Dataset entries:

-- -- --

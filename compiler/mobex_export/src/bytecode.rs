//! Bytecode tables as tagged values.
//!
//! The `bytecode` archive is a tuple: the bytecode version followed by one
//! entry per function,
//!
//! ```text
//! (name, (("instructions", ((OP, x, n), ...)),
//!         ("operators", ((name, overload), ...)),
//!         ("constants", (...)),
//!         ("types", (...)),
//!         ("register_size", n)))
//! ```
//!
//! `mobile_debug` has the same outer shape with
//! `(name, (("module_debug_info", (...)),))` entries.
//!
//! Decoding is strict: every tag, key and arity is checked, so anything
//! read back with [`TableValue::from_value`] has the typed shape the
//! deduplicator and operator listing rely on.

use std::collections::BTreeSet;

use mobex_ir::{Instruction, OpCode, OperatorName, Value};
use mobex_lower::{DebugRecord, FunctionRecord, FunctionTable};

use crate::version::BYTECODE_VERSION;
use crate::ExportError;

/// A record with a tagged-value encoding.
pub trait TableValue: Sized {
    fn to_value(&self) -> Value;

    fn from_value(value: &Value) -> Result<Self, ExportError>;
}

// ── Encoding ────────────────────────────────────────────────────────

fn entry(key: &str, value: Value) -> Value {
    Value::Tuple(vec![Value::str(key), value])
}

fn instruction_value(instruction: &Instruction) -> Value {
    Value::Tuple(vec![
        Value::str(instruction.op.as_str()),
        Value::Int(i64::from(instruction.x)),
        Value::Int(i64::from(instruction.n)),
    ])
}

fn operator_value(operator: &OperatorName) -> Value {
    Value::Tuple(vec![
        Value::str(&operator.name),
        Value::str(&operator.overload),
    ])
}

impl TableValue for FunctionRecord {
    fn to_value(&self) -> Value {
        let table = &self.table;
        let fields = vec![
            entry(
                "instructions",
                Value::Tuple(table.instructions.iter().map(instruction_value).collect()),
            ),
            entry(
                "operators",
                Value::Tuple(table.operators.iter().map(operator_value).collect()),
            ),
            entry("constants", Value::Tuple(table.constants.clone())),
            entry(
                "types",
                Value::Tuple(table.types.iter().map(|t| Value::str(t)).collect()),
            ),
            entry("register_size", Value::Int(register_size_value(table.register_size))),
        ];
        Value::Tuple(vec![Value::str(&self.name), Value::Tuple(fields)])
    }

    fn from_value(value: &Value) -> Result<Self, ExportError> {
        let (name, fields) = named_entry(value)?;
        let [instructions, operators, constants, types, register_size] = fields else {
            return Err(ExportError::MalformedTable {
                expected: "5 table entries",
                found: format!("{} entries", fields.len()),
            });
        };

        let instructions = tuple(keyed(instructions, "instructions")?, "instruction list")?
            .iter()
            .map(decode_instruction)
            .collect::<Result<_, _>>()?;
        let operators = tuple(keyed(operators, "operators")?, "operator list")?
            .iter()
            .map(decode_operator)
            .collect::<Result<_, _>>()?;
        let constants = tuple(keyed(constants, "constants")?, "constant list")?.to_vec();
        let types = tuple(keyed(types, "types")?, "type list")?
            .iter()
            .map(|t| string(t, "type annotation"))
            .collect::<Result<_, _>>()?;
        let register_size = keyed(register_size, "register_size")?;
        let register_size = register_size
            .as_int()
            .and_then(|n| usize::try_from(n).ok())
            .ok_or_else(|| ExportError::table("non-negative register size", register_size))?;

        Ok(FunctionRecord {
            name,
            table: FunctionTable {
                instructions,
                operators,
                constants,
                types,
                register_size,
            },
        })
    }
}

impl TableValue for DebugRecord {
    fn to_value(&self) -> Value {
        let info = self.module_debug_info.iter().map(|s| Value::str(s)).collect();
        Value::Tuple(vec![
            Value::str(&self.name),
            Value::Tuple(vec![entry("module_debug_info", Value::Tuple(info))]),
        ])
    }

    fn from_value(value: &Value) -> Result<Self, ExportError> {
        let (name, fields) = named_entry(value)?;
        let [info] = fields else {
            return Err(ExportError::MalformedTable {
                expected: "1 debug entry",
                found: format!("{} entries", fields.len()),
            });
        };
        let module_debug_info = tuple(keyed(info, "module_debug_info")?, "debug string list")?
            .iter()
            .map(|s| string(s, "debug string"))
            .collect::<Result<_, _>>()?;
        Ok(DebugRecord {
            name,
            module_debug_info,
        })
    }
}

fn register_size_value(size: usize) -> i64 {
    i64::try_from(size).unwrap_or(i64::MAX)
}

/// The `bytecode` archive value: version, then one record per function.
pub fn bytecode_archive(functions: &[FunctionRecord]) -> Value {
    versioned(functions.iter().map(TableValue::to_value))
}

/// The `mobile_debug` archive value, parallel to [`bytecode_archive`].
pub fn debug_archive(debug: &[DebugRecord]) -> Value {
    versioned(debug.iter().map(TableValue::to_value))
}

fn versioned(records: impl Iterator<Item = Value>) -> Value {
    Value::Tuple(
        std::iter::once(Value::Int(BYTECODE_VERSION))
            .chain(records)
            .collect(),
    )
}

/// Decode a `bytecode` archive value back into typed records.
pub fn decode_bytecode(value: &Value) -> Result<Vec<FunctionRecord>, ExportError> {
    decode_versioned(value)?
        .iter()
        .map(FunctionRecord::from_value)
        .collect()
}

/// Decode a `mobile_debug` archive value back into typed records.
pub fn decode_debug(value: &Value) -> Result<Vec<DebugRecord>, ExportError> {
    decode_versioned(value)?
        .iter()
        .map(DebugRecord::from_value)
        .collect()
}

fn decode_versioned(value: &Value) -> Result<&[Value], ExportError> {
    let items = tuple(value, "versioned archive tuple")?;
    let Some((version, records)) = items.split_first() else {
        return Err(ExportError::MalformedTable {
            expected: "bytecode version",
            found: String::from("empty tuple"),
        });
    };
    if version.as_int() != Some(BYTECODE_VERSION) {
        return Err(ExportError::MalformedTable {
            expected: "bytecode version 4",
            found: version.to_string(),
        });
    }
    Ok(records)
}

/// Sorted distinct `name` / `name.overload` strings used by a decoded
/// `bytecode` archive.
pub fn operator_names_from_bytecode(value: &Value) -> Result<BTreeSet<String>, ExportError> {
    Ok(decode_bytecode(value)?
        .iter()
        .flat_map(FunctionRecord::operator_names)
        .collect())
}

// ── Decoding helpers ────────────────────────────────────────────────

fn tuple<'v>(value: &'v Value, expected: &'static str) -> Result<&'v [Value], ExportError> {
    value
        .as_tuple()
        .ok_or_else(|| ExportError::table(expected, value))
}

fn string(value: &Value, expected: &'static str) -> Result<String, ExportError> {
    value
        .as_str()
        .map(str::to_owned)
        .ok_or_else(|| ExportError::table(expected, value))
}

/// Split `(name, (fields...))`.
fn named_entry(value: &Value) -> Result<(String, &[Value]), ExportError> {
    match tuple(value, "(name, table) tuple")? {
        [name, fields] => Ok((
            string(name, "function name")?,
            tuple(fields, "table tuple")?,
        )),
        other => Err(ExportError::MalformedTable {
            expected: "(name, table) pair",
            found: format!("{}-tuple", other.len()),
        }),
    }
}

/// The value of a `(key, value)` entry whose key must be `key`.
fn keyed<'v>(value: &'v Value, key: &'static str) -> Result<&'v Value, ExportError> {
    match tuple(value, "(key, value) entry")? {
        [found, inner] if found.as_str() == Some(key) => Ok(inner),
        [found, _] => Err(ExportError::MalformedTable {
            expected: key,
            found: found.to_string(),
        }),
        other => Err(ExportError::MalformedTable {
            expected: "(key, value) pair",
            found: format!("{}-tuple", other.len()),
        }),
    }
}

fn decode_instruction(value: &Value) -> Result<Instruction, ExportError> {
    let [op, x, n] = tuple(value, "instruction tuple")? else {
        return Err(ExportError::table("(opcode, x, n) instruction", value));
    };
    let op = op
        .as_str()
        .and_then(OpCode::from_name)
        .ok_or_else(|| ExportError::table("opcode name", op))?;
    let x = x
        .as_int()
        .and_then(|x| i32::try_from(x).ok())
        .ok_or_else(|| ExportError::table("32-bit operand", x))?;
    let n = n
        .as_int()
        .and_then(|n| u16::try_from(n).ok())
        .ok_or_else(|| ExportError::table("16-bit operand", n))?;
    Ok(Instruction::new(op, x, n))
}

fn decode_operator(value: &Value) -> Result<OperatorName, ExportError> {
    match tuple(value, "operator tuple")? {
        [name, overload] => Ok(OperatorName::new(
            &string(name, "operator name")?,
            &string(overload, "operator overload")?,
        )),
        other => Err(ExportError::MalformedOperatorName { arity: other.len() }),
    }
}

-- -- --

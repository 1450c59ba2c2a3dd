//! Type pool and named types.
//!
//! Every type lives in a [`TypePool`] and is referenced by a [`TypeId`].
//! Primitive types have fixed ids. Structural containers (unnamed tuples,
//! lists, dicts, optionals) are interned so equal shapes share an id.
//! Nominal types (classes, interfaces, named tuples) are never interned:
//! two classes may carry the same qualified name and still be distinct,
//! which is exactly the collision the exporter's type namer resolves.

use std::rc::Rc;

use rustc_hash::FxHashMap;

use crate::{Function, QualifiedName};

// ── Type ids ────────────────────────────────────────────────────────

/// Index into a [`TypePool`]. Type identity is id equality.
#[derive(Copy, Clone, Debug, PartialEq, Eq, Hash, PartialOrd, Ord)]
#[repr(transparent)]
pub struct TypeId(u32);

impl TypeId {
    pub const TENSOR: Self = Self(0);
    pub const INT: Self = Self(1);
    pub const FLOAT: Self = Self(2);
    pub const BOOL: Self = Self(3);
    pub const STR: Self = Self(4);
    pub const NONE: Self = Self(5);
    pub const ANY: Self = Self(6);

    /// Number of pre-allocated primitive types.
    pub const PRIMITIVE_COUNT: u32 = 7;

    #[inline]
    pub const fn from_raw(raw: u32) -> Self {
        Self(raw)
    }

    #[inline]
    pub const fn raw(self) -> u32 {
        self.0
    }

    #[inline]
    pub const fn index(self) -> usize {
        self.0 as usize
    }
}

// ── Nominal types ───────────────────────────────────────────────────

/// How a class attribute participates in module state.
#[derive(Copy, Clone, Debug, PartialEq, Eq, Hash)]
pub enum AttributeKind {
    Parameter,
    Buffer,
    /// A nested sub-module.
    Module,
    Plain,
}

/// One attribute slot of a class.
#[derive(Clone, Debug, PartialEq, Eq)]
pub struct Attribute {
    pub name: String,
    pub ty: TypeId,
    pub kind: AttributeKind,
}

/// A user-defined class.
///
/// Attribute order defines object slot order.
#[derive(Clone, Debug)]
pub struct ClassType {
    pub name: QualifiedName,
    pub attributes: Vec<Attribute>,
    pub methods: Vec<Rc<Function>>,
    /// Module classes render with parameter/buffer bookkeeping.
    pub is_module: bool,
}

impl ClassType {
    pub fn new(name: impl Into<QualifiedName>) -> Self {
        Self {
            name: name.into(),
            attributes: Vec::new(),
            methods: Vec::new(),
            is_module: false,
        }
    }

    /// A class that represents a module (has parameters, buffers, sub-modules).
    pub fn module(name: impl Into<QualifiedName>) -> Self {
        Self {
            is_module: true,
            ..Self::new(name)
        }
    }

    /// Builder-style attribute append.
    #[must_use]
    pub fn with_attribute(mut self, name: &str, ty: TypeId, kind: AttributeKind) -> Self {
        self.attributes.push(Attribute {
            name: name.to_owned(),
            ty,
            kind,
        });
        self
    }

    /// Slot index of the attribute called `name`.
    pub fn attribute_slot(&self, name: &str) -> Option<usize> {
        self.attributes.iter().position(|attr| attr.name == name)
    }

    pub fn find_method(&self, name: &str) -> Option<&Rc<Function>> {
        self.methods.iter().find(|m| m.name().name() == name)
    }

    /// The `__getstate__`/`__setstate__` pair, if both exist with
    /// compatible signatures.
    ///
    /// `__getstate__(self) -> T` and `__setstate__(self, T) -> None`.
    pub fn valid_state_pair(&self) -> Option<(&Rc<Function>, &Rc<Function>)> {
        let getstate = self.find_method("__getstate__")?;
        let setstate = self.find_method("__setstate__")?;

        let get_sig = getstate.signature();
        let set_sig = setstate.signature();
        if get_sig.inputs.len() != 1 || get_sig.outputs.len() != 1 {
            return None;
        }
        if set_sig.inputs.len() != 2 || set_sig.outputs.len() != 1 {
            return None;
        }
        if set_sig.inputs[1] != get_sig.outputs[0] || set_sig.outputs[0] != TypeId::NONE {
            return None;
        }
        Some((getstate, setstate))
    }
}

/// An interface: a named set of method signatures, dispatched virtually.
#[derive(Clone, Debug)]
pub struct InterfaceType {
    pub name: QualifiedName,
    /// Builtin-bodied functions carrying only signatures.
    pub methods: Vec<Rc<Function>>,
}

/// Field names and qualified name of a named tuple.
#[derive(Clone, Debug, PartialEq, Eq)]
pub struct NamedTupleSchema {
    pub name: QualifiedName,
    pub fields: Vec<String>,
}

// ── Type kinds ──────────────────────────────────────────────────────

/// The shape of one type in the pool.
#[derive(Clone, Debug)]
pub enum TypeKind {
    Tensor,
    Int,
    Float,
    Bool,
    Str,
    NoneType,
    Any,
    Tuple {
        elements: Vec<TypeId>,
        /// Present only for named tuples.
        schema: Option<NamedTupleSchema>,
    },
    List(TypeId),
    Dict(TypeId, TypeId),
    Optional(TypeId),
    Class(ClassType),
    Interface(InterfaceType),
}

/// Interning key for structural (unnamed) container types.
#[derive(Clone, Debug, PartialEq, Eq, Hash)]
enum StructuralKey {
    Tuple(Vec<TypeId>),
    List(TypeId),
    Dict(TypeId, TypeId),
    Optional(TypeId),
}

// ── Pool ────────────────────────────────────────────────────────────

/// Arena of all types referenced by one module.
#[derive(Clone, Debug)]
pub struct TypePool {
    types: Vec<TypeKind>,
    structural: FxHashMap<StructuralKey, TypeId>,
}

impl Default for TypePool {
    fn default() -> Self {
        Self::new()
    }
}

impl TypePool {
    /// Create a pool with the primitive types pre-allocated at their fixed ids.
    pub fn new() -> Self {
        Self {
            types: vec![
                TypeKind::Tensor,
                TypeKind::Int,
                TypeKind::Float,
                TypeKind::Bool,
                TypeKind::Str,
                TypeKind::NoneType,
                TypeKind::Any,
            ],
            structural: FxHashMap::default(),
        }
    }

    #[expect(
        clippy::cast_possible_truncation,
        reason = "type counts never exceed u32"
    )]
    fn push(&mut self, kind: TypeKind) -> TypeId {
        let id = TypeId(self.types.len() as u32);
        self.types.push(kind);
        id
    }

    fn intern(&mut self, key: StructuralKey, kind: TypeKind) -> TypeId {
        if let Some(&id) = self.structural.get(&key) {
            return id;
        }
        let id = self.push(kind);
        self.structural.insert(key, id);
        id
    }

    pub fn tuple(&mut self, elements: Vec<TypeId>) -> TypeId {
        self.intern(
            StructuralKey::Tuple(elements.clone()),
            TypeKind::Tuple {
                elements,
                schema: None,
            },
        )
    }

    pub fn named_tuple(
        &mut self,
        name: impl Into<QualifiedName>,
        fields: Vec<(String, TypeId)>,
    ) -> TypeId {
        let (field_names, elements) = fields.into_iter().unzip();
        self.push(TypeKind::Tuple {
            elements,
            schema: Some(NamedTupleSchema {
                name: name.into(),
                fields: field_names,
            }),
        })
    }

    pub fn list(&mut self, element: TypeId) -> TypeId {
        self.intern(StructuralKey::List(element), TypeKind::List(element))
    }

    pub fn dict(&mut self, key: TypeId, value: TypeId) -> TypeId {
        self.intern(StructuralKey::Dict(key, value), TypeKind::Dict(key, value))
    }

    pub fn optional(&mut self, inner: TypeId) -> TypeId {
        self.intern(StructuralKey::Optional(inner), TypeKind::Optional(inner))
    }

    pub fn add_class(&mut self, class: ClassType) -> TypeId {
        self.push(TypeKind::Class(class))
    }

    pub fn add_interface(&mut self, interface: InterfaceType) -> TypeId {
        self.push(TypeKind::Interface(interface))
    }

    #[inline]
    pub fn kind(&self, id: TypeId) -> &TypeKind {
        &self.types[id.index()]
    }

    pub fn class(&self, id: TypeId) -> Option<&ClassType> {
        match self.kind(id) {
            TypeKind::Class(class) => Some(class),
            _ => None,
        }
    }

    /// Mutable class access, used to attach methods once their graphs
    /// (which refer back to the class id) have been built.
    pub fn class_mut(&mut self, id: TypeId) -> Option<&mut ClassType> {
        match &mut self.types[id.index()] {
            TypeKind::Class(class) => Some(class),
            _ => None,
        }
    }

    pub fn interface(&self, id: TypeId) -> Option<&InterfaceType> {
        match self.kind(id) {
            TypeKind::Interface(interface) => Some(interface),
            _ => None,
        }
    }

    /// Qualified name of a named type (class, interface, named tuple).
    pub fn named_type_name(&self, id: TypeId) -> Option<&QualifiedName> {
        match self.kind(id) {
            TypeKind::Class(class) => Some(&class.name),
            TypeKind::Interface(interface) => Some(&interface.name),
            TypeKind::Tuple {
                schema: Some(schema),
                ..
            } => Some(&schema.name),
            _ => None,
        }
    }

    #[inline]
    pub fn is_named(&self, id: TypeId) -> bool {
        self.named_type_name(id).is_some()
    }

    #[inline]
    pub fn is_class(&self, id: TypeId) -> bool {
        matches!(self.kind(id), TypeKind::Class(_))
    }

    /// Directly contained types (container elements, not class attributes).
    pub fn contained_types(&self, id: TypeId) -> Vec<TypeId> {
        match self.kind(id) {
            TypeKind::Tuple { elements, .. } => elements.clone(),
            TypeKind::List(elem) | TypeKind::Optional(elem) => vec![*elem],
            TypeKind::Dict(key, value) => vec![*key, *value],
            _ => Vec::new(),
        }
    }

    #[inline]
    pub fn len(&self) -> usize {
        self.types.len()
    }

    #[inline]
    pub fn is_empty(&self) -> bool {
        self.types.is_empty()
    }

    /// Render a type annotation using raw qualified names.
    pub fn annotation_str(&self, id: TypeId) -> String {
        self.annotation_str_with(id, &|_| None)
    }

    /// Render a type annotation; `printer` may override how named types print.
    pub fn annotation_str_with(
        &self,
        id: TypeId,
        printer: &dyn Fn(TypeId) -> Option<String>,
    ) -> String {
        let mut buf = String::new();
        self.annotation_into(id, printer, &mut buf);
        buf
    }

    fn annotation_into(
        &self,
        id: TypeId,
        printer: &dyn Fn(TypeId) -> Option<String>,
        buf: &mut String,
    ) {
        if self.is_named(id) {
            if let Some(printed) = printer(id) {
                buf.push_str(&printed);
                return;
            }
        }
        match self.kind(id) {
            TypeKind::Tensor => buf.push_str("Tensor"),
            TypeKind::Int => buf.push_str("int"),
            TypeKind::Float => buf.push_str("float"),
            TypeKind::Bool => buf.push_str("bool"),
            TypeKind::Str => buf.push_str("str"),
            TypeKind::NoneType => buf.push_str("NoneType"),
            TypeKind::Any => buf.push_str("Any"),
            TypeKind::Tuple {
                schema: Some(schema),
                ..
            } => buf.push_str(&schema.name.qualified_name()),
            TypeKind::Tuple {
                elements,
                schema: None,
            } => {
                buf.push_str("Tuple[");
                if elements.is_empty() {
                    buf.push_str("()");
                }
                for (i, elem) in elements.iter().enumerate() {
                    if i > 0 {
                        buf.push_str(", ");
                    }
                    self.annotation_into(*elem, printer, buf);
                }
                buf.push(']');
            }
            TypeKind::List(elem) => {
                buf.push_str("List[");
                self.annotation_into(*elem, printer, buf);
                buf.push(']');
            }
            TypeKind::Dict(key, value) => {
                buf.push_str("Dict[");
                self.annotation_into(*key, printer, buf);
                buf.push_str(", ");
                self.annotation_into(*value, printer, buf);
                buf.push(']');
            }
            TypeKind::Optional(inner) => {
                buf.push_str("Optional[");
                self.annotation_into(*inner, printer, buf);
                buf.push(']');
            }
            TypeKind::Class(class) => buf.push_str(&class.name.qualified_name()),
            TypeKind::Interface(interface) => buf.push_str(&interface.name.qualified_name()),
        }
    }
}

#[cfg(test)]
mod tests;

-- -- --

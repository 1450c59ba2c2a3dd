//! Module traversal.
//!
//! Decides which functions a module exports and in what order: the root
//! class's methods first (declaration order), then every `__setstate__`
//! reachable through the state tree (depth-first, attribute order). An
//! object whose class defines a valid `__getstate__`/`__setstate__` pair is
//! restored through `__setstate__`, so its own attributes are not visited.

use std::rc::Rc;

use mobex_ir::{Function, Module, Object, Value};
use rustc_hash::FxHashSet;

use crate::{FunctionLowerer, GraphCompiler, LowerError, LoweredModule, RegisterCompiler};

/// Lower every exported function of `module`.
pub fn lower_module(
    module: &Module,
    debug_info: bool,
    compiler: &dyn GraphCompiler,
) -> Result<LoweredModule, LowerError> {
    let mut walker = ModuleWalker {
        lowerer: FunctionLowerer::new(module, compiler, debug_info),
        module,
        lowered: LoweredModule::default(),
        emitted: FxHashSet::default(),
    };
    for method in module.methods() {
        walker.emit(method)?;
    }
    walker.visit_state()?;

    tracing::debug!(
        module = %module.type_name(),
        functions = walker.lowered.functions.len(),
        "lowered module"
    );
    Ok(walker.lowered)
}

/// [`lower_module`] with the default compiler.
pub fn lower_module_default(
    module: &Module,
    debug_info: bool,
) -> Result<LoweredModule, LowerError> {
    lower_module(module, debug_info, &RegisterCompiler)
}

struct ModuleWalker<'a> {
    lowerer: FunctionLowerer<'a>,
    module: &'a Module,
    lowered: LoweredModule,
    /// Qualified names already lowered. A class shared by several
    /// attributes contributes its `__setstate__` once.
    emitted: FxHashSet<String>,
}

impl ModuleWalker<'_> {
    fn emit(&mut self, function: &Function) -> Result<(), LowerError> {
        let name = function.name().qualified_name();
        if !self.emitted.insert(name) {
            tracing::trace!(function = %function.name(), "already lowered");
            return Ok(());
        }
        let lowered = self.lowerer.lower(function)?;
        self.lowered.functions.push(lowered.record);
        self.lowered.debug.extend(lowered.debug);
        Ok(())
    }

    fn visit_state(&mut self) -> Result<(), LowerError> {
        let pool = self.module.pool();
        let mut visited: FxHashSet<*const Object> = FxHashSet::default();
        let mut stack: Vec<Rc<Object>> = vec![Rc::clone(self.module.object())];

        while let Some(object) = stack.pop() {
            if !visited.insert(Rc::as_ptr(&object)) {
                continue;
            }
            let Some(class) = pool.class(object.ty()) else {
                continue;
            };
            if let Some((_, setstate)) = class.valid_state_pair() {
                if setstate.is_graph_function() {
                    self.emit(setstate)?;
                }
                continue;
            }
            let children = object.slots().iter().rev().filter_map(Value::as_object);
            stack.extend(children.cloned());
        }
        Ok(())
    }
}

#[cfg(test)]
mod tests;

-- -- --

> Directions: Tally the lines of the data that contain the string "extend", and report nothing but the tally.

> Task output: 2